What you have to do:
Search the records for the string "SparseVector" and return each line that has it.

[Entries shown — start]

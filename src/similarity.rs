//! Cosine similarity with an explicit zero-vector guard.
//!
//! A zero vector on either side scores `0.0`, never NaN.

use ndarray::{ArrayView1, ArrayView2};
use rayon::prelude::*;

use crate::index::sparse::SparseRow;

/// Rows above which scoring runs on the rayon pool.
const PARALLEL_THRESHOLD: usize = 2048;

/// Cosine of two dense vectors of equal length.
pub fn cosine(a: &[f32], b: &[f32]) -> f64 {
    debug_assert_eq!(a.len(), b.len());
    let mut dot = 0.0f64;
    let mut norm_a = 0.0f64;
    let mut norm_b = 0.0f64;
    for (&x, &y) in a.iter().zip(b) {
        let (x, y) = (f64::from(x), f64::from(y));
        dot += x * y;
        norm_a += x * x;
        norm_b += y * y;
    }
    guarded(dot, norm_a.sqrt() * norm_b.sqrt())
}

/// Cosine of two sparse rows given their precomputed norms.
pub fn cosine_sparse(a: &SparseRow<'_>, a_norm: f64, b: &SparseRow<'_>, b_norm: f64) -> f64 {
    guarded(a.dot(b), a_norm * b_norm)
}

/// Cosine of every row of `matrix` against `query`.
pub fn cosine_rows(
    matrix: ArrayView2<'_, f64>,
    row_norms: &[f64],
    query: ArrayView1<'_, f64>,
) -> Vec<f64> {
    let query_norm = query.dot(&query).sqrt();
    if query_norm == 0.0 {
        return vec![0.0; matrix.nrows()];
    }
    let score = |i: usize| guarded(matrix.row(i).dot(&query), row_norms[i] * query_norm);
    if matrix.nrows() >= PARALLEL_THRESHOLD {
        (0..matrix.nrows()).into_par_iter().map(score).collect()
    } else {
        (0..matrix.nrows()).map(score).collect()
    }
}

/// Euclidean norm of every row.
pub fn row_norms(matrix: ArrayView2<'_, f64>) -> Vec<f64> {
    matrix.rows().into_iter().map(|r| r.dot(&r).sqrt()).collect()
}

fn guarded(dot: f64, denominator: f64) -> f64 {
    if denominator == 0.0 || !denominator.is_finite() {
        0.0
    } else {
        dot / denominator
    }
}

#[cfg(test)]
mod tests {
    use super::*;
    use crate::index::sparse::SparseVector;
    use ndarray::array;

    #[test]
    fn test_dense_cosine() {
        assert!((cosine(&[1.0, 0.0], &[1.0, 0.0]) - 1.0).abs() < 1e-12);
        assert!(cosine(&[1.0, 0.0], &[0.0, 1.0]).abs() < 1e-12);
        assert!((cosine(&[1.0, 1.0], &[-1.0, -1.0]) + 1.0).abs() < 1e-12);
    }

    #[test]
    fn test_zero_vectors_score_zero() {
        assert_eq!(cosine(&[0.0, 0.0], &[1.0, 2.0]), 0.0);
        assert_eq!(cosine(&[0.0, 0.0], &[0.0, 0.0]), 0.0);

        let z = SparseVector::zeros(3);
        let v = SparseVector::from_entries(3, vec![(1, 2.0)]);
        assert_eq!(cosine_sparse(&z.as_row(), 0.0, &v.as_row(), 2.0), 0.0);
    }

    #[test]
    fn test_cosine_rows() {
        let m = array![[1.0, 0.0], [0.0, 0.0], [1.0, 1.0]];
        let norms = row_norms(m.view());
        let scores = cosine_rows(m.view(), &norms, array![2.0, 0.0].view());
        assert!((scores[0] - 1.0).abs() < 1e-12);
        assert_eq!(scores[1], 0.0);
        assert!((scores[2] - 1.0 / 2f64.sqrt()).abs() < 1e-12);

        let zero_query = cosine_rows(m.view(), &norms, array![0.0, 0.0].view());
        assert_eq!(zero_query, vec![0.0, 0.0, 0.0]);
    }
}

[Entries shown — finish]

Answer for this exercise:
    use crate::index::sparse::SparseVector;
        let z = SparseVector::zeros(3);
        let v = SparseVector::from_entries(3, vec![(1, 2.0)]);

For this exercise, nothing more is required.